La Palestina ricomincia da Gerico Nella città più antica del mondo

Archeologia Viva n. 66 – novembre/dicembre 1997
pp. 36-54

di Nicolò Marchetti e Lorenzo Nigro

A quarant’anni dalla fine dell’ultima spedizione archeologica l’antica città di Gerico vive una nuova stagione di scavi a opera di una missione congiunta del Dipartimento delle Antichità di Palestina e dell’Università di Roma “La Sapienza”
I risultati della prima campagna nella relazione degli stessi direttori italiani delle ricerche

Situata sul margine rialzato occidentale della Valle del Giordano, a soli otto chilometri dalla sponda settentrionale del Mar Morto, l’oasi di Gerico ha rappresentato uno degli ecosistemi più favorevoli del Vicino Oriente per lo sviluppo della prima società agricola, per via del fiume sotterraneo che, dopo avere raccolto le acque della falda rocciosa delle montagne del Deserto di Giuda, vede la luce ai piedi della falesa calcarea dominata dal Monte delle Tentazioni.

In questa favorevolissima nicchia ecologica, dove la regolarità della sorgente consente un facile approvvigionamento idrico anche nelle stagioni calde e allo stesso tempo favorisce la crescita spontanea di numerose specie di piante, alberi da frutto e cereali selvatici, già alla fine dell’Epipaleolitico (Mesolitico) o Natufiano (9500-8500 a.C.) gruppi di cacciatori e raccoglitori impiantano campi stagionali, di cui sono state rinvenute tracce rappresentate da piccole capanne circolari, con piano di calpestìo infossato e una significativa attestazione di reperti litici: in particolare sono indicative del livello tecnologico di questa fase storica le piccole lame di selce inserite in ossa animali lavorate per ottenere strumenti da taglio o lavorazione.
Nel corso del X e IX millennio la frequentazione dell’area subito a ridosso della sorgente si trasforma gradualmente da occupazione stagionale in stabile da parte di gruppi che riescono a sfruttare sempre meglio le risorse differenziate, e complementari, offerte dall’oasi e dal territorio semidesertico circostante, dove vivono animali selvatici, come le gazzelle, che costituiscono una fonte primaria di sostentamento.

Il costume funerario di questi primi frequentatori dell’oasi è documentato da una serie di deposizioni con i cadaveri raccolti di diversi individui, tutti acefali, dal momento che le teste tagliate erano sepolte in apposite fosse al di sotto della pavimentazione delle capanne.

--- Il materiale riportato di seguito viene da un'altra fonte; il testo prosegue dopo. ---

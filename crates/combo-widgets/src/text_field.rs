#![forbid(unsafe_code)]

//! Single-line text field state.
//!
//! Holds the combobox's InputText and a caret. Cursor positions are
//! grapheme indices so accented names and combining marks edit as a unit.
//! Every method that can change `value` reports whether it did; the
//! combobox treats a `true` as a "text changed" event.

use unicode_segmentation::UnicodeSegmentation;

/// Editable text plus caret.
#[derive(Debug, Clone, Default, PartialEq, Eq)]
pub struct TextField {
    /// Text value.
    value: String,
    /// Cursor position (grapheme index).
    cursor: usize,
}

impl TextField {
    /// Create an empty field.
    pub fn new() -> Self {
        Self::default()
    }

    /// Current value.
    pub fn value(&self) -> &str {
        &self.value
    }

    /// True when the value is empty.
    pub fn is_empty(&self) -> bool {
        self.value.is_empty()
    }

    /// Caret position as a grapheme index.
    pub fn cursor(&self) -> usize {
        self.cursor
    }

    /// Replace the value and put the caret at the end.
    ///
    /// Returns `true` if the value changed.
    pub fn set_value(&mut self, value: impl Into<String>) -> bool {
        let value = value.into();
        let changed = value != self.value;
        self.value = value;
        self.cursor = self.grapheme_count();
        changed
    }

    /// Remove all text. Returns `true` if there was any.
    pub fn clear(&mut self) -> bool {
        self.cursor = 0;
        if self.value.is_empty() {
            return false;
        }
        self.value.clear();
        true
    }

    /// Insert one character at the caret.
    pub fn insert_char(&mut self, c: char) -> bool {
        let byte = self.grapheme_byte_offset(self.cursor);
        self.value.insert(byte, c);
        // A combining mark can merge into the previous grapheme, so the
        // caret is recomputed from the byte position rather than incremented.
        self.cursor = self.grapheme_index_at(byte + c.len_utf8());
        true
    }

    /// Insert a string at the caret (paste). Line breaks become spaces.
    pub fn insert_str(&mut self, text: &str) -> bool {
        let cleaned: String = text
            .chars()
            .map(|c| if c == '\n' || c == '\r' { ' ' } else { c })
            .filter(|c| !c.is_control())
            .collect();
        if cleaned.is_empty() {
            return false;
        }
        let byte = self.grapheme_byte_offset(self.cursor);
        self.value.insert_str(byte, &cleaned);
        self.cursor = self.grapheme_index_at(byte + cleaned.len());
        true
    }

    /// Delete the grapheme before the caret (Backspace).
    pub fn delete_back(&mut self) -> bool {
        if self.cursor == 0 {
            return false;
        }
        let start = self.grapheme_byte_offset(self.cursor - 1);
        let end = self.grapheme_byte_offset(self.cursor);
        self.value.replace_range(start..end, "");
        self.cursor -= 1;
        true
    }

    /// Delete the grapheme after the caret (Delete).
    pub fn delete_forward(&mut self) -> bool {
        if self.cursor >= self.grapheme_count() {
            return false;
        }
        let start = self.grapheme_byte_offset(self.cursor);
        let end = self.grapheme_byte_offset(self.cursor + 1);
        self.value.replace_range(start..end, "");
        true
    }

    /// Move the caret one grapheme left.
    pub fn move_left(&mut self) {
        self.cursor = self.cursor.saturating_sub(1);
    }

    /// Move the caret one grapheme right.
    pub fn move_right(&mut self) {
        self.cursor = (self.cursor + 1).min(self.grapheme_count());
    }

    /// Move the caret to the start.
    pub fn move_home(&mut self) {
        self.cursor = 0;
    }

    /// Move the caret to the end.
    pub fn move_end(&mut self) {
        self.cursor = self.grapheme_count();
    }

    fn grapheme_count(&self) -> usize {
        self.value.graphemes(true).count()
    }

    fn grapheme_byte_offset(&self, index: usize) -> usize {
        self.value
            .grapheme_indices(true)
            .nth(index)
            .map_or(self.value.len(), |(i, _)| i)
    }

    fn grapheme_index_at(&self, byte: usize) -> usize {
        self.value
            .grapheme_indices(true)
            .take_while(|(i, _)| *i < byte)
            .count()
    }
}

Questa tradizione è, probabilmente, da considerare la prima traccia dell’utilizzo del cranio come elemento identificativo del gruppo sociale, sia in vita (attraverso pratiche che prevedevano la deformazione di questo nei neonati secondo particolari schemi distintivi), sia post mortem con la raccolta e sepoltura rituale.

Nella seconda metà del IX millennio a.C. l’oasi di Gerico assiste a due fondamentali trasformazioni della comunità che vi si è insediata. La prima è quella che vede i frequentatori stagionali della terrazza calcarea che sovrasta la sorgente trasformarsi in residenti stabili; la seconda è rappresentata dal fatto che l’agricoltura diviene un’importante fonte di sostentamento della comunità. Siamo nella prima fase del periodo Neolitico, più esattamente nel Neolitico Preceramico A (8500-7500 a.C.), quando ancora non sono in uso suppellettili e vasi in ceramica. Ora Gerico è il luogo dove ha inizio quella complessa trasformazione storica definita “rivoluzione neolitica”, grazie alla quale l’uomo diviene capace di provvedere autonomamente alla produzione di cibo.

L’insediamento assume in quest’epoca un carattere stabile, al punto da essere munito di una possente cinta di fortificazione in pietra (fino a un’altezza accertata di 5,75 m), e raggiunge l’estensione di ben tre ettari. La presenza della cinta fortificata e la grandezza dell’abitato neolitico – oltre a testimoniare un grado notevole di complessità sociale, assai precoce rispetto ad altri siti contemporanei – sono alla base della fama universale di Gerico come “città più antica del mondo”. Elementi che contribuiscono a un così forte sviluppo insediamentale ed economico debbono essere, oltre alle già citate opportunità offerte dalla sorgente e dalla fertile area coltivabile dell’oasi, anche la disponibilità di importanti materie prime estratte sulle vicine rive del Mar Morto, vale a dire il sale e il bitume, che erano scambiati con conchiglie, turchese e ossidiana.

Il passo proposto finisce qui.